Speaking neutrally does not mean disinterestedly. It is written in a historical tone of a disinterested research scientists.
- Make it present tense.
"redefines Christian vocabulary" is harsh, and then later fails to employ it, resulting in misrepresentations like "principle" instead of "Principle".
"Eddy saw God not as a person, but as a principle ..."
- Say divine Principle.
Last paragraph has a lack of citations.
Last paragraph is emblematic of too much focus on Eddy:
Eddy's philosophy was dogmatic and sectarian; Eddy saw her views as a final revelation, whereas New Thoughters believed revelation to be unfolding.[18] She also differed with her idea of malicious animal magnetism (that people can be harmed by the bad thoughts of others), introducing an element of fear that was absent from the New Thought literature. Most significantly, unlike New Thought, Eddy dismissed the material world as an illusion, rather than as merely subordinate to Mind, leading her to reject the use of medicine, or materia medica, and making Christian Science the most controversial of the metaphysical groups. Reality for Eddy was purely spiritual.
- Impersonalize it.
- Yes. This reads like it was taken almost entirely from Charles Braden, UMC minister with strong NTh sympathies and historian of NTh. (NTh, I think, has evolved in some quarters to be more friendly towards CS (and prob vice-versa), but NTh still doesn't accept special revelation or MBE as revelator.) And no citations! Can be seriously improved.
This empty section should not be empty.
2/3 of the content is in the sub-sections. That's too much.
This empty section should not be empty.
Birth sounds like it's going to be about the birth of MBE (and/or PPQ).
- Rename: Origins or Beginnings.
- It was just renamed.
- Include here a section called "Scriptures" or "Sacred Texts."
Too many controversies in this section.
- mv all material to a Controversies section, to also receive new material balancing representation, all the while keeping it all basic
- or mv some material, leaving a brief sketch of the controversy
- or keep 'em separated. Move 'em out to MBE or down to Criticisms.
Too wordy.
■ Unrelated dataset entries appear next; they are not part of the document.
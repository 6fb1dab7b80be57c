use chrono::Utc;
use sea_orm::{ActiveValue, EntityTrait};

use crate::{error::TestError, TestContext};

impl TestContext {
    pub fn favorite(&mut self) -> FavoriteFixtures<'_> {
        FavoriteFixtures { test: self }
    }
}

pub struct FavoriteFixtures<'a> {
    test: &'a mut TestContext,
}

impl FavoriteFixtures<'_> {
    pub async fn insert_favorite(
        &self,
        user_id: i32,
        country_code: &str,
    ) -> Result<entity::atlas_favorite::Model, TestError> {
        Ok(
            entity::prelude::AtlasFavorite::insert(entity::atlas_favorite::ActiveModel {
                user_id: ActiveValue::Set(user_id),
                country_code: ActiveValue::Set(country_code.to_string()),
                created_at: ActiveValue::Set(Utc::now().naive_utc()),
            })
            .exec_with_returning(&self.test.db)
            .await?,
        )
    }
}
Overemphasizes MBE bio.
- Link out information
- mv to MBE article.
- condense to what can focus on CS. Emphasis here should be specifically on religious/church development and not her biography.
- Yes, but when I think of it as head and body, her bio has places. But balance in favor of body. 1) Twain attacked the rationality of the head (Eddy), but accepted overall the CS spirit; so to him, an irrational body of practitioners employing the resulting CS spirit, he was neutral about it. Twain say it happened that MBE's metaphysics reigned down from what Quimby put in heaven, yeah? Well that healed MBE's inner world first, and then, through her own metaphysical development in her writings, her practitioner "body" might similarly heal her outer world. The CS spirit is more a result of the practice, and although it does come from MBE's person, Twain seems to conclude CS is ultimately about her person edited as by practitioners and lecturers, and as edited as her final draft of S&H and other final writings. Twain studied "interestedly" Eddy's writing, but he was not so fond of her or the money and politics. He liked the idea of Christian Scientists and liked the "The Edited Eddy".
- Did Twain and Eddy ever meet?
Section PPQ is stale history, although important historiography.
THis empty section should not be empty.
Overall Implies "of MBE."
- Rename to "...of CS" and stay on topic.
Overall Poor sourcing and NPOV
- cite more frequently in and around sentences
- add cites to achieve a full range of views, and provide SS link here.
- Mv Teaching sections to Theology.
Rudimentary presentation of the head-rubbing thing. Poor sourcing on the head-rubbing thing.
- mv to S&H where it's reworked, expanded.
This entire section makes MBE sound odd and unbalanced. Other statements about MBE and money, plus the one here in the opening sentence here portray her as a pecuniary leech.
Neutrality and sourcing need improvement. There are two sources in the article that are not balanced; one is quoted at the bios material.
- Add citations from among the many easily available sources contesting this characterization.
Off-topic: overempasizing MBE, it's not CS per se.
- Mv to MBE page.
- rename Homepages. Rename As Belows So Aboves. Rename God Bless this Home!
This part of the outline, like the "Metaphysical family" part, uses a deep, mysterious term before it is explained. And its not likely to be what the reader was probably thinking: she started a commune. But no. Content is mainly MBE's homes' strifes. Too negative.
"The college lived wherever Eddy did" is a stretch of counter-weirdness at best.
Good that the last para includes a Peel quote.
- Peel should balance every para.
Off-topic: MBE biographical focus in an article ostensibly about a religion and less possibly, its organization.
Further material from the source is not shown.